Single by Jean Shepard

from the album Heart, We Did All That We Could
- B-side: "My Momma Didn't Raise No Fools"
- Released: January 1967
- Recorded: October 1966
- Studio: Columbia (Nashville, Tennessee)
- Genre: Country
- Length: 2:36
- Label: Capitol
- Songwriter(s): Ned Miller
- Producer(s): Marvin Hughes

Jean Shepard singles chronology
| "Mr. Do-It-Yourself" (1966) | "Heart, We Did All That We Could" (1967) | "Your Forevers (Don't Last Very Long)" (1967) |

= Heart, We Did All That We Could =

"Heart, We Did All That We Could" is a song written by Ned Miller that was originally recorded by American country singer Jean Shepard. It was released as a single in 1967 and reached the top 20 of the US country songs chart. It received positive reviews from music publications was included on Shepard's studio album of the same name. The song has been performed routinely in the Country Bear Jamboree entertainment attraction at Walt Disney World.

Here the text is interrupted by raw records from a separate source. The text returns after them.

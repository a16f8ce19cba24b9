//! Tensile Analyzer command line tool
//!
//! Analyzes a stress-strain data file (or a synthetic example curve), prints
//! the report, and optionally writes the chart PNG.

use anyhow::{bail, Context, Result};
use clap::Parser;
use std::fs;
use std::path::PathBuf;

use tensile_analyzer::config;
use tensile_analyzer::prelude::*;
use tensile_analyzer::session::{CurveSource, EXAMPLE_POINTS};

#[derive(Debug, Parser)]
#[command(name = "tensile-analyze", version, about = "Stress-strain curve analysis")]
struct Cli {
    /// Data file with strain and stress columns; omit for a synthetic curve
    input: Option<PathBuf>,

    /// Material label (selects the synthetic profile and titles)
    #[arg(short, long, default_value = "steel")]
    material: String,

    /// TOML configuration file
    #[arg(short, long)]
    config: Option<PathBuf>,

    /// Write the chart PNG here
    #[arg(long)]
    chart: Option<PathBuf>,

    /// Write the text report here instead of stdout
    #[arg(long)]
    report: Option<PathBuf>,

    /// Print the result as JSON
    #[arg(long)]
    json: bool,

    /// Samples in the synthetic curve
    #[arg(long, default_value_t = EXAMPLE_POINTS)]
    points: usize,

    /// Uniform stress noise (MPa) added to the synthetic curve
    #[arg(long, default_value_t = 0.0)]
    noise: f64,

    /// Seed of the synthetic noise
    #[arg(long, default_value_t = 1)]
    seed: u64,
}

fn main() {
    env_logger::init();

    if let Err(err) = run(Cli::parse()) {
        eprintln!("Error: {err:#}");
        std::process::exit(1);
    }
}

fn run(cli: Cli) -> Result<()> {
    let cfg = config::load_or_default(cli.config.as_deref())
        .context("failed to load configuration")?;
    let mut session = AnalysisSession::new(
        AnalysisEngine::new(cfg.analysis),
        ChartRenderer::new(cfg.chart),
    );
    let label = MaterialLabel::new(&cli.material);

    match &cli.input {
        Some(path) => {
            let text = fs::read_to_string(path)
                .with_context(|| format!("failed to read {}", path.display()))?;
            let filename = path
                .file_name()
                .map(|n| n.to_string_lossy().into_owned())
                .unwrap_or_else(|| path.display().to_string());
            let parsed = session.load_data(&filename, &text, label)?;
            for skipped in parsed.rejected() {
                log::warn!("Line {} ignored: {:?}", skipped.line, skipped.reason);
            }
        }
        None => {
            if cli.points < 2 {
                bail!("--points must be at least 2");
            }
            let curve = MaterialProfile::for_label(&label)
                .generate_noisy(cli.points, cli.noise, cli.seed)
                .context("invalid --noise")?;
            session.load_curve(curve, label, CurveSource::Example);
        }
    }

    let output = session.analyze()?;

    if let Some(path) = &cli.chart {
        fs::write(path, &output.chart)
            .with_context(|| format!("failed to write chart {}", path.display()))?;
        println!("Chart written to {}", path.display());
    }

    if cli.json {
        println!("{}", serde_json::to_string_pretty(&output.result)?);
    }

    match &cli.report {
        Some(path) => {
            fs::write(path, &output.report)
                .with_context(|| format!("failed to write report {}", path.display()))?;
            println!("Report written to {}", path.display());
        }
        None if !cli.json => print!("{}", output.report),
        None => {}
    }

    Ok(())
}
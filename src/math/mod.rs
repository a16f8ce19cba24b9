//! Numeric utilities for curve analysis

pub mod savgol;

use nalgebra::{DMatrix, DVector};

use crate::error::{AnalysisError, AnalysisResult};

pub type Mat = DMatrix<f64>;
pub type Vec = DVector<f64>;

pub use savgol::savgol_filter;

/// Relative cutoff below which a singular value counts as zero
const RANK_TOLERANCE: f64 = 1e-12;

/// Build the Vandermonde matrix with ascending powers `[1, x, x², ...]`
pub fn vandermonde(x: &[f64], degree: usize) -> Mat {
    Mat::from_fn(x.len(), degree + 1, |i, j| x[i].powi(j as i32))
}

/// Least-squares polynomial fit.
///
/// Returns coefficients in ascending order of power, so `c[1]` is the slope
/// of a linear fit. Fails if the system is rank deficient (for instance all
/// x values identical) or has fewer points than coefficients.
pub fn polyfit(x: &[f64], y: &[f64], degree: usize) -> AnalysisResult<Vec> {
    if x.len() != y.len() {
        return Err(AnalysisError::LengthMismatch {
            strain: x.len(),
            stress: y.len(),
        });
    }
    let n_coef = degree + 1;
    if x.len() < n_coef {
        return Err(AnalysisError::NumericFailure(format!(
            "degree {} fit needs at least {} points, got {}",
            degree,
            n_coef,
            x.len()
        )));
    }

    let a = vandermonde(x, degree);
    let b = Vec::from_column_slice(y);
    solve_least_squares(a, &b)
}

/// Solve `min |A c - b|` through SVD, rejecting rank deficient systems
pub fn solve_least_squares(a: Mat, b: &Vec) -> AnalysisResult<Vec> {
    let n_coef = a.ncols();
    let svd = a.svd(true, true);
    let max_sv = svd.singular_values.max();
    if !max_sv.is_finite() || max_sv <= 0.0 {
        return Err(AnalysisError::NumericFailure(
            "least-squares system is degenerate".to_string(),
        ));
    }
    let eps = RANK_TOLERANCE * max_sv;
    if svd.rank(eps) < n_coef {
        return Err(AnalysisError::NumericFailure(
            "singular least-squares fit".to_string(),
        ));
    }
    let coefficients = svd
        .solve(b, eps)
        .map_err(|e| AnalysisError::NumericFailure(e.to_string()))?;
    if coefficients.iter().any(|c| !c.is_finite()) {
        return Err(AnalysisError::NumericFailure(
            "fit produced non-finite coefficients".to_string(),
        ));
    }
    Ok(coefficients)
}

/// Evaluate a polynomial with ascending coefficients (Horner's method)
pub fn polyval(coefficients: &Vec, x: f64) -> f64 {
    coefficients.iter().rev().fold(0.0, |acc, &c| acc * x + c)
}

/// Trapezoidal integral of `y` over `x`, in sample order.
///
/// Fewer than two samples integrate to zero. Non-monotonic `x` contributes
/// signed areas, as the trapezoid rule does.
pub fn trapezoid(y: &[f64], x: &[f64]) -> f64 {
    x.windows(2)
        .zip(y.windows(2))
        .map(|(xs, ys)| 0.5 * (ys[0] + ys[1]) * (xs[1] - xs[0]))
        .sum()
}

/// Index of the first maximum, `None` for empty input
pub fn argmax(values: &[f64]) -> Option<usize> {
    let mut best: Option<(usize, f64)> = None;
    for (i, &v) in values.iter().enumerate() {
        match best {
            Some((_, b)) if v <= b => {}
            _ => best = Some((i, v)),
        }
    }
    best.map(|(i, _)| i)
}

/// Index of the first value closest to `target`
pub fn argmin_distance(values: &[f64], target: f64) -> Option<usize> {
    let mut best: Option<(usize, f64)> = None;
    for (i, &v) in values.iter().enumerate() {
        let d = (v - target).abs();
        match best {
            Some((_, b)) if d >= b => {}
            _ => best = Some((i, d)),
        }
    }
    best.map(|(i, _)| i)
}

/// Maximum of a slice, `None` for empty input
pub fn max_value(values: &[f64]) -> Option<f64> {
    argmax(values).map(|i| values[i])
}
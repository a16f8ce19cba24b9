//! TOML configuration
//!
//! ```toml
//! [analysis]
//! toughness_scale = 1000.0
//! elastic_limit = 0.002
//!
//! [chart]
//! width = 1080
//! height = 600
//! ```
//!
//! Every key is optional; missing keys take their defaults.

use serde::{Deserialize, Serialize};
use std::fs;
use std::path::Path;

use crate::analysis::AnalysisOptions;
use crate::chart::ChartOptions;
use crate::error::{AnalysisError, AnalysisResult};

/// Application configuration
#[derive(Debug, Clone, Default, PartialEq, Serialize, Deserialize)]
#[serde(default)]
pub struct Config {
    pub analysis: AnalysisOptions,
    pub chart: ChartOptions,
}

impl Config {
    /// Parse and validate a TOML document
    pub fn from_toml_str(content: &str) -> AnalysisResult<Self> {
        let cfg: Config =
            toml::from_str(content).map_err(|e| AnalysisError::Config(e.to_string()))?;
        cfg.validate()?;
        Ok(cfg)
    }

    pub fn to_toml_string(&self) -> AnalysisResult<String> {
        toml::to_string_pretty(self).map_err(|e| AnalysisError::Config(e.to_string()))
    }

    pub fn validate(&self) -> AnalysisResult<()> {
        self.analysis.validate()?;
        self.chart.validate()
    }

    /// Write the configuration to a file
    pub fn save(&self, path: &Path) -> AnalysisResult<()> {
        fs::write(path, self.to_toml_string()?)?;
        Ok(())
    }
}

/// Load configuration from a TOML file
pub fn load_config(path: &Path) -> AnalysisResult<Config> {
    let content = fs::read_to_string(path)?;
    let cfg = Config::from_toml_str(&content)?;
    log::info!("Loaded configuration from {}", path.display());
    Ok(cfg)
}

/// Load configuration from `path` if given, defaults otherwise
pub fn load_or_default(path: Option<&Path>) -> AnalysisResult<Config> {
    match path {
        Some(p) => load_config(p),
        None => Ok(Config::default()),
    }
}
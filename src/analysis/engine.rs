//! Mechanical property engine
//!
//! Pipeline: smooth stress, fit the elastic modulus, intersect the 0.2%
//! offset line for yield, take the peak for tensile strength and fracture
//! strain, integrate for toughness. Each stage returns an
//! [`AnalysisResult`]; only [`AnalysisEngine::compute`] collapses a failure
//! into the fallback result.

use log::{debug, warn};

use super::AnalysisOptions;
use crate::curve::SampleCurve;
use crate::error::{AnalysisError, AnalysisResult};
use crate::math::{self, savgol_filter};
use crate::results::PropertyResult;

/// Stateless stress-strain analyzer
#[derive(Debug, Clone, Default)]
pub struct AnalysisEngine {
    options: AnalysisOptions,
}

impl AnalysisEngine {
    pub fn new(options: AnalysisOptions) -> Self {
        Self { options }
    }

    pub fn options(&self) -> &AnalysisOptions {
        &self.options
    }

    /// Compute properties, substituting the fallback set on any failure
    pub fn compute(&self, strain: &[f64], stress: &[f64]) -> PropertyResult {
        match self.try_compute(strain, stress) {
            Ok(result) => result,
            Err(e) => {
                warn!("Analysis failed, using fallback properties: {}", e);
                PropertyResult::fallback(e.to_string())
            }
        }
    }

    pub fn compute_curve(&self, curve: &SampleCurve) -> PropertyResult {
        self.compute(curve.strain(), curve.stress())
    }

    /// Compute properties, reporting the first failure
    pub fn try_compute(&self, strain: &[f64], stress: &[f64]) -> AnalysisResult<PropertyResult> {
        check_input(strain, stress)?;
        let opts = &self.options;

        let stress_smooth = self.smooth(stress)?;
        let modulus = self.elastic_modulus(strain, &stress_smooth)?;
        let yield_strength = self.yield_strength(strain, &stress_smooth, modulus)?;

        let peak_idx = math::argmax(&stress_smooth)
            .ok_or_else(|| AnalysisError::InsufficientData("no stress samples".to_string()))?;
        let tensile_strength = stress_smooth[peak_idx];
        let fracture_strain = strain[peak_idx];
        let toughness = math::trapezoid(&stress_smooth, strain) / opts.toughness_scale;

        let values = [
            ("elastic modulus", modulus),
            ("yield strength", yield_strength),
            ("tensile strength", tensile_strength),
            ("fracture strain", fracture_strain),
            ("toughness", toughness),
        ];
        for (name, value) in values {
            if !value.is_finite() {
                return Err(AnalysisError::NumericFailure(format!(
                    "{} is not finite",
                    name
                )));
            }
        }

        debug!(
            "E={:.3} GPa, Rp0.2={:.3} MPa, Rm={:.3} MPa, eps_f={:.5}, U={:.5}",
            modulus, yield_strength, tensile_strength, fracture_strain, toughness
        );

        Ok(PropertyResult::computed(
            modulus,
            yield_strength,
            tensile_strength,
            fracture_strain,
            toughness,
        ))
    }

    /// Savitzky-Golay smoothed stress, or the raw stress for short curves
    pub fn smooth(&self, stress: &[f64]) -> AnalysisResult<Vec<f64>> {
        let opts = &self.options;
        let n = stress.len();
        if !opts.smoothing || n <= opts.smoothing_min_samples {
            return Ok(stress.to_vec());
        }

        let mut window = opts.smoothing_window.min(n);
        if window % 2 == 0 {
            window = window.saturating_sub(1);
        }
        if window < 3 || window <= opts.smoothing_polyorder {
            debug!("Skipping smoothing, window {} too small", window);
            return Ok(stress.to_vec());
        }

        debug!(
            "Smoothing {} samples (window {}, order {})",
            n, window, opts.smoothing_polyorder
        );
        savgol_filter(stress, window, opts.smoothing_polyorder)
    }

    /// Elastic modulus in GPa from a linear fit of the elastic region
    pub fn elastic_modulus(&self, strain: &[f64], stress_smooth: &[f64]) -> AnalysisResult<f64> {
        let opts = &self.options;
        let elastic: Vec<usize> = strain
            .iter()
            .enumerate()
            .filter(|&(_, &e)| e <= opts.elastic_limit)
            .map(|(i, _)| i)
            .collect();

        if elastic.len() < opts.min_elastic_points {
            debug!(
                "{} elastic samples, using default modulus {} GPa",
                elastic.len(),
                opts.default_modulus
            );
            return Ok(opts.default_modulus);
        }

        let (x, y): (Vec<f64>, Vec<f64>) = elastic
            .iter()
            .take(opts.max_elastic_points)
            .map(|&i| (strain[i], stress_smooth[i]))
            .unzip();

        let coefficients = math::polyfit(&x, &y, 1)?;
        Ok(coefficients[1] / opts.modulus_scale)
    }

    /// Yield strength by the offset method
    pub fn yield_strength(
        &self,
        strain: &[f64],
        stress_smooth: &[f64],
        modulus: f64,
    ) -> AnalysisResult<f64> {
        let opts = &self.options;
        let slope = modulus * opts.modulus_scale;

        let mut best: Option<(usize, f64)> = None;
        for (i, (&e, &s)) in strain.iter().zip(stress_smooth).enumerate() {
            if e <= opts.offset_strain {
                continue;
            }
            let diff = (s - slope * (e - opts.offset_strain)).abs();
            match best {
                Some((_, d)) if diff >= d => {}
                _ => best = Some((i, diff)),
            }
        }

        match best {
            Some((i, _)) => Ok(stress_smooth[i]),
            None => {
                let peak = math::max_value(stress_smooth).ok_or_else(|| {
                    AnalysisError::InsufficientData("no stress samples".to_string())
                })?;
                debug!("No samples past the offset strain, yield from peak");
                Ok(peak * opts.yield_fallback_ratio)
            }
        }
    }
}

fn check_input(strain: &[f64], stress: &[f64]) -> AnalysisResult<()> {
    if strain.len() != stress.len() {
        return Err(AnalysisError::LengthMismatch {
            strain: strain.len(),
            stress: stress.len(),
        });
    }
    if strain.is_empty() {
        return Err(AnalysisError::InsufficientData("curve has no samples".to_string()));
    }
    if let Some(i) = strain.iter().position(|v| !v.is_finite()) {
        return Err(AnalysisError::NonFinite(format!("strain[{}]", i)));
    }
    if let Some(i) = stress.iter().position(|v| !v.is_finite()) {
        return Err(AnalysisError::NonFinite(format!("stress[{}]", i)));
    }
    Ok(())
}
//! Measured stress-strain curves and material labels

use serde::{Deserialize, Serialize};
use std::fmt;

use crate::error::{AnalysisError, AnalysisResult};

/// A measured stress-strain curve.
///
/// Strain is dimensionless and stress is in MPa. Samples are kept in
/// acquisition order; neither sequence has to be monotonic.
#[derive(Debug, Clone, Default, PartialEq, Serialize, Deserialize)]
pub struct SampleCurve {
    strain: Vec<f64>,
    stress: Vec<f64>,
}

impl SampleCurve {
    /// Create a curve from two equal-length sequences
    pub fn new(strain: Vec<f64>, stress: Vec<f64>) -> AnalysisResult<Self> {
        if strain.len() != stress.len() {
            return Err(AnalysisError::LengthMismatch {
                strain: strain.len(),
                stress: stress.len(),
            });
        }
        Ok(Self { strain, stress })
    }

    /// Create a curve from (strain, stress) pairs
    pub fn from_pairs<I>(pairs: I) -> Self
    where
        I: IntoIterator<Item = (f64, f64)>,
    {
        let (strain, stress) = pairs.into_iter().unzip();
        Self { strain, stress }
    }

    /// Append a single sample
    pub fn push(&mut self, strain: f64, stress: f64) {
        self.strain.push(strain);
        self.stress.push(stress);
    }

    pub fn strain(&self) -> &[f64] {
        &self.strain
    }

    pub fn stress(&self) -> &[f64] {
        &self.stress
    }

    /// Number of samples
    pub fn len(&self) -> usize {
        self.strain.len()
    }

    pub fn is_empty(&self) -> bool {
        self.strain.is_empty()
    }
}

/// Free-form material tag such as "steel" or "aluminum".
///
/// Only selects a synthetic curve profile and annotates titles; it has no
/// influence on the analysis itself.
#[derive(Debug, Clone, PartialEq, Eq, Hash, Serialize, Deserialize)]
pub struct MaterialLabel(String);

impl MaterialLabel {
    pub fn new(label: &str) -> Self {
        Self(label.trim().to_string())
    }

    pub fn as_str(&self) -> &str {
        &self.0
    }

    /// Lowercase form used for profile lookup
    pub fn normalized(&self) -> String {
        self.0.to_lowercase()
    }
}

impl Default for MaterialLabel {
    fn default() -> Self {
        Self::new("unknown")
    }
}

impl fmt::Display for MaterialLabel {
    fn fmt(&self, f: &mut fmt::Formatter<'_>) -> fmt::Result {
        f.write_str(&self.0)
    }
}

impl From<&str> for MaterialLabel {
    fn from(value: &str) -> Self {
        Self::new(value)
    }
}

==Background, recording and content==
Jean Shepard went on to have 20 years of commercial success in country music. Beginning in the 1950s honky tonk era, she topped the charts with "A Dear John Letter" and the top ten with "A Satisfied Mind". As the decade progressed and country pop became more in-vogue, Shepard's career waned. Then, she had a career relaunch in 1964 with the top ten single "Second Fiddle (To an Old Guitar)". Fifteen more songs placed in the country top 40 during the decade. One of them was "Heart, We Did All That We Could". Written by Ned Miller, the ballad's story centers on a woman who is in despair following a breakup with a lover. The song was recorded in October 1966 at the Columbia Studios in Nashville, Tennessee. It was produced by Marvin Hughes.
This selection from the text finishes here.